__Problem__
Return the entries below precisely, omitting nothing.

*** Exercise materials Section Begins ***

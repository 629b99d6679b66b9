use axum::{Json, extract::State, http::StatusCode, response::IntoResponse};
use sea_orm::*;
use tracing::instrument;

use crate::entity::user;
use crate::error::{AppError, ErrorBody};
use crate::extractors::auth::AuthUser;
use crate::extractors::json::AppJson;
use crate::leaderboard::LeaderboardService;
use crate::models::auth::{
    AuthResponse, LoginRequest, MeResponse, RegisterRequest, TokenResponse,
    validate_login_request, validate_register_request,
};
use crate::state::AppState;
use crate::utils::{hash, jwt};

fn issue_token(state: &AppState, user_id: i32, username: &str) -> Result<String, AppError> {
    jwt::sign(
        user_id,
        username,
        &state.config.auth.jwt_secret,
        state.config.auth.token_ttl_hours,
    )
    .map_err(|e| AppError::Internal(format!("JWT sign error: {}", e)))
}

#[utoipa::path(
    post,
    path = "/register",
    tag = "Auth",
    operation_id = "register",
    summary = "Register a new account",
    description = "Creates an account and returns a bearer token. Usernames are 3-20 letters, digits or underscores; passwords need at least 8 characters.",
    request_body = RegisterRequest,
    responses(
        (status = 201, description = "Account created", body = AuthResponse),
        (status = 400, description = "Validation error (VALIDATION_ERROR)", body = ErrorBody),
        (status = 409, description = "Username or email taken (USERNAME_TAKEN)", body = ErrorBody),
    ),
)]
#[instrument(skip(state, payload), fields(username = %payload.username))]
pub async fn register(
    State(state): State<AppState>,
    AppJson(payload): AppJson<RegisterRequest>,
) -> Result<impl IntoResponse, AppError> {
    validate_register_request(&payload)?;

    let username = payload.username.trim().to_string();
    let email = payload.email.trim().to_string();

    let taken = user::Entity::find()
        .filter(
            Condition::any()
                .add(user::Column::Username.eq(&username))
                .add(user::Column::Email.eq(&email)),
        )
        .one(&state.db)
        .await?;
    if taken.is_some() {
        return Err(AppError::UsernameTaken);
    }

    let hash = hash::hash_password(&payload.password)
        .map_err(|e| AppError::Internal(format!("Password hash error: {}", e)))?;

    let new_user = user::ActiveModel {
        username: Set(username),
        email: Set(email),
        password: Set(hash),
        created_at: Set(chrono::Utc::now()),
        ..Default::default()
    };

    let user = new_user.insert(&state.db).await.map_err(|e| match e.sql_err() {
        Some(SqlErr::UniqueConstraintViolation(_)) => {
            tracing::debug!("Registration race condition: unique constraint caught on insert");
            AppError::UsernameTaken
        }
        _ => AppError::from(e),
    })?;

    let token = issue_token(&state, user.id, &user.username)?;

    Ok((
        StatusCode::CREATED,
        Json(AuthResponse {
            message: "User registered successfully".into(),
            token,
            user: user.into(),
        }),
    ))
}

#[utoipa::path(
    post,
    path = "/login",
    tag = "Auth",
    operation_id = "login",
    summary = "Log in with username or email",
    request_body = LoginRequest,
    responses(
        (status = 200, description = "Logged in", body = AuthResponse),
        (status = 400, description = "Validation error (VALIDATION_ERROR)", body = ErrorBody),
        (status = 401, description = "Wrong credentials (INVALID_CREDENTIALS)", body = ErrorBody),
    ),
)]
#[instrument(skip(state, payload), fields(login = %payload.username_or_email))]
pub async fn login(
    State(state): State<AppState>,
    AppJson(payload): AppJson<LoginRequest>,
) -> Result<Json<AuthResponse>, AppError> {
    validate_login_request(&payload)?;

    let login = payload.username_or_email.trim();

    let user = user::Entity::find()
        .filter(
            Condition::any()
                .add(user::Column::Username.eq(login))
                .add(user::Column::Email.eq(login)),
        )
        .one(&state.db)
        .await?
        .ok_or(AppError::InvalidCredentials)?;

    let is_valid = hash::verify_password(&payload.password, &user.password)
        .map_err(|e| AppError::Internal(format!("Password verify error: {}", e)))?;

    if !is_valid {
        return Err(AppError::InvalidCredentials);
    }

    let token = issue_token(&state, user.id, &user.username)?;

    Ok(Json(AuthResponse {
        message: "Login successful".into(),
        token,
        user: user.into(),
    }))
}

#[utoipa::path(
    get,
    path = "/me",
    tag = "Auth",
    operation_id = "getProfile",
    summary = "Current user's profile",
    description = "Returns the authenticated user with the sum of their prediction points.",
    responses(
        (status = 200, description = "Profile", body = MeResponse),
        (status = 401, description = "Unauthorized (TOKEN_MISSING, TOKEN_INVALID)", body = ErrorBody),
        (status = 404, description = "Account no longer exists (NOT_FOUND)", body = ErrorBody),
    ),
    security(("jwt" = [])),
)]
#[instrument(skip(state, auth_user), fields(user_id = auth_user.user_id))]
pub async fn me(
    auth_user: AuthUser,
    State(state): State<AppState>,
) -> Result<Json<MeResponse>, AppError> {
    let user = user::Entity::find_by_id(auth_user.user_id)
        .one(&state.db)
        .await?
        .ok_or_else(|| AppError::NotFound("User not found".into()))?;

    let total_points = LeaderboardService::new(&state.db)
        .total_points(user.id)
        .await?;

    Ok(Json(MeResponse {
        id: user.id,
        username: user.username,
        email: user.email,
        total_points,
        created_at: user.created_at,
    }))
}

#[utoipa::path(
    post,
    path = "/refresh",
    tag = "Auth",
    operation_id = "refreshToken",
    summary = "Exchange a valid token for a fresh one",
    responses(
        (status = 200, description = "New token", body = TokenResponse),
        (status = 401, description = "Unauthorized (TOKEN_MISSING, TOKEN_INVALID)", body = ErrorBody),
    ),
    security(("jwt" = [])),
)]
#[instrument(skip(state, auth_user), fields(user_id = auth_user.user_id))]
pub async fn refresh(
    auth_user: AuthUser,
    State(state): State<AppState>,
) -> Result<Json<TokenResponse>, AppError> {
    let token = issue_token(&state, auth_user.user_id, &auth_user.username)?;
    Ok(Json(TokenResponse { token }))
}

*** Exercise materials Section Ends ***

__Answer box__
repository 629b99d6679b66b9
use axum::{Json, extract::State, http::StatusCode, response::IntoResponse};
use sea_orm::*;
use tracing::instrument;

use crate::entity::user;
use crate::error::{AppError, ErrorBody};
use crate::extractors::auth::AuthUser;
use crate::extractors::json::AppJson;
use crate::leaderboard::LeaderboardService;
use crate::models::auth::{
    AuthResponse, LoginRequest, MeResponse, RegisterRequest, TokenResponse,
    validate_login_request, validate_register_request,
};
use crate::state::AppState;
use crate::utils::{hash, jwt};

fn issue_token(state: &AppState, user_id: i32, username: &str) -> Result<String, AppError> {
    jwt::sign(
        user_id,
        username,
        &state.config.auth.jwt_secret,
        state.config.auth.token_ttl_hours,
    )
    .map_err(|e| AppError::Internal(format!("JWT sign error: {}", e)))
}

#[utoipa::path(
    post,
    path = "/register",
    tag = "Auth",
    operation_id = "register",
    summary = "Register a new account",
    description = "Creates an account and returns a bearer token. Usernames are 3-20 letters, digits or underscores; passwords need at least 8 characters.",
    request_body = RegisterRequest,
    responses(
        (status = 201, description = "Account created", body = AuthResponse),
        (status = 400, description = "Validation error (VALIDATION_ERROR)", body = ErrorBody),
        (status = 409, description = "Username or email taken (USERNAME_TAKEN)", body = ErrorBody),
    ),
)]
#[instrument(skip(state, payload), fields(username = %payload.username))]
pub async fn register(
    State(state): State<AppState>,
    AppJson(payload): AppJson<RegisterRequest>,
) -> Result<impl IntoResponse, AppError> {
    validate_register_request(&payload)?;

    let username = payload.username.trim().to_string();
    let email = payload.email.trim().to_string();

    let taken = user::Entity::find()
        .filter(
            Condition::any()
                .add(user::Column::Username.eq(&username))
                .add(user::Column::Email.eq(&email)),
        )
        .one(&state.db)
        .await?;
    if taken.is_some() {
        return Err(AppError::UsernameTaken);
    }

    let hash = hash::hash_password(&payload.password)
        .map_err(|e| AppError::Internal(format!("Password hash error: {}", e)))?;

    let new_user = user::ActiveModel {
        username: Set(username),
        email: Set(email),
        password: Set(hash),
        created_at: Set(chrono::Utc::now()),
        ..Default::default()
    };

    let user = new_user.insert(&state.db).await.map_err(|e| match e.sql_err() {
        Some(SqlErr::UniqueConstraintViolation(_)) => {
            tracing::debug!("Registration race condition: unique constraint caught on insert");
            AppError::UsernameTaken
        }
        _ => AppError::from(e),
    })?;

    let token = issue_token(&state, user.id, &user.username)?;

    Ok((
        StatusCode::CREATED,
        Json(AuthResponse {
            message: "User registered successfully".into(),
            token,
            user: user.into(),
        }),
    ))
}

#[utoipa::path(
    post,
    path = "/login",
    tag = "Auth",
    operation_id = "login",
    summary = "Log in with username or email",
    request_body = LoginRequest,
    responses(
        (status = 200, description = "Logged in", body = AuthResponse),
        (status = 400, description = "Validation error (VALIDATION_ERROR)", body = ErrorBody),
        (status = 401, description = "Wrong credentials (INVALID_CREDENTIALS)", body = ErrorBody),
    ),
)]
#[instrument(skip(state, payload), fields(login = %payload.username_or_email))]
pub async fn login(
    State(state): State<AppState>,
    AppJson(payload): AppJson<LoginRequest>,
) -> Result<Json<AuthResponse>, AppError> {
    validate_login_request(&payload)?;

    let login = payload.username_or_email.trim();

    let user = user::Entity::find()
        .filter(
            Condition::any()
                .add(user::Column::Username.eq(login))
                .add(user::Column::Email.eq(login)),
        )
        .one(&state.db)
        .await?
        .ok_or(AppError::InvalidCredentials)?;

    let is_valid = hash::verify_password(&payload.password, &user.password)
        .map_err(|e| AppError::Internal(format!("Password verify error: {}", e)))?;

    if !is_valid {
        return Err(AppError::InvalidCredentials);
    }

    let token = issue_token(&state, user.id, &user.username)?;

    Ok(Json(AuthResponse {
        message: "Login successful".into(),
        token,
        user: user.into(),
    }))
}

#[utoipa::path(
    get,
    path = "/me",
    tag = "Auth",
    operation_id = "getProfile",
    summary = "Current user's profile",
    description = "Returns the authenticated user with the sum of their prediction points.",
    responses(
        (status = 200, description = "Profile", body = MeResponse),
        (status = 401, description = "Unauthorized (TOKEN_MISSING, TOKEN_INVALID)", body = ErrorBody),
        (status = 404, description = "Account no longer exists (NOT_FOUND)", body = ErrorBody),
    ),
    security(("jwt" = [])),
)]
#[instrument(skip(state, auth_user), fields(user_id = auth_user.user_id))]
pub async fn me(
    auth_user: AuthUser,
    State(state): State<AppState>,
) -> Result<Json<MeResponse>, AppError> {
    let user = user::Entity::find_by_id(auth_user.user_id)
        .one(&state.db)
        .await?
        .ok_or_else(|| AppError::NotFound("User not found".into()))?;

    let total_points = LeaderboardService::new(&state.db)
        .total_points(user.id)
        .await?;

    Ok(Json(MeResponse {
        id: user.id,
        username: user.username,
        email: user.email,
        total_points,
        created_at: user.created_at,
    }))
}

#[utoipa::path(
    post,
    path = "/refresh",
    tag = "Auth",
    operation_id = "refreshToken",
    summary = "Exchange a valid token for a fresh one",
    responses(
        (status = 200, description = "New token", body = TokenResponse),
        (status = 401, description = "Unauthorized (TOKEN_MISSING, TOKEN_INVALID)", body = ErrorBody),
    ),
    security(("jwt" = [])),
)]
#[instrument(skip(state, auth_user), fields(user_id = auth_user.user_id))]
pub async fn refresh(
    auth_user: AuthUser,
    State(state): State<AppState>,
) -> Result<Json<TokenResponse>, AppError> {
    let token = issue_token(&state, auth_user.user_id, &auth_user.username)?;
    Ok(Json(TokenResponse { token }))
}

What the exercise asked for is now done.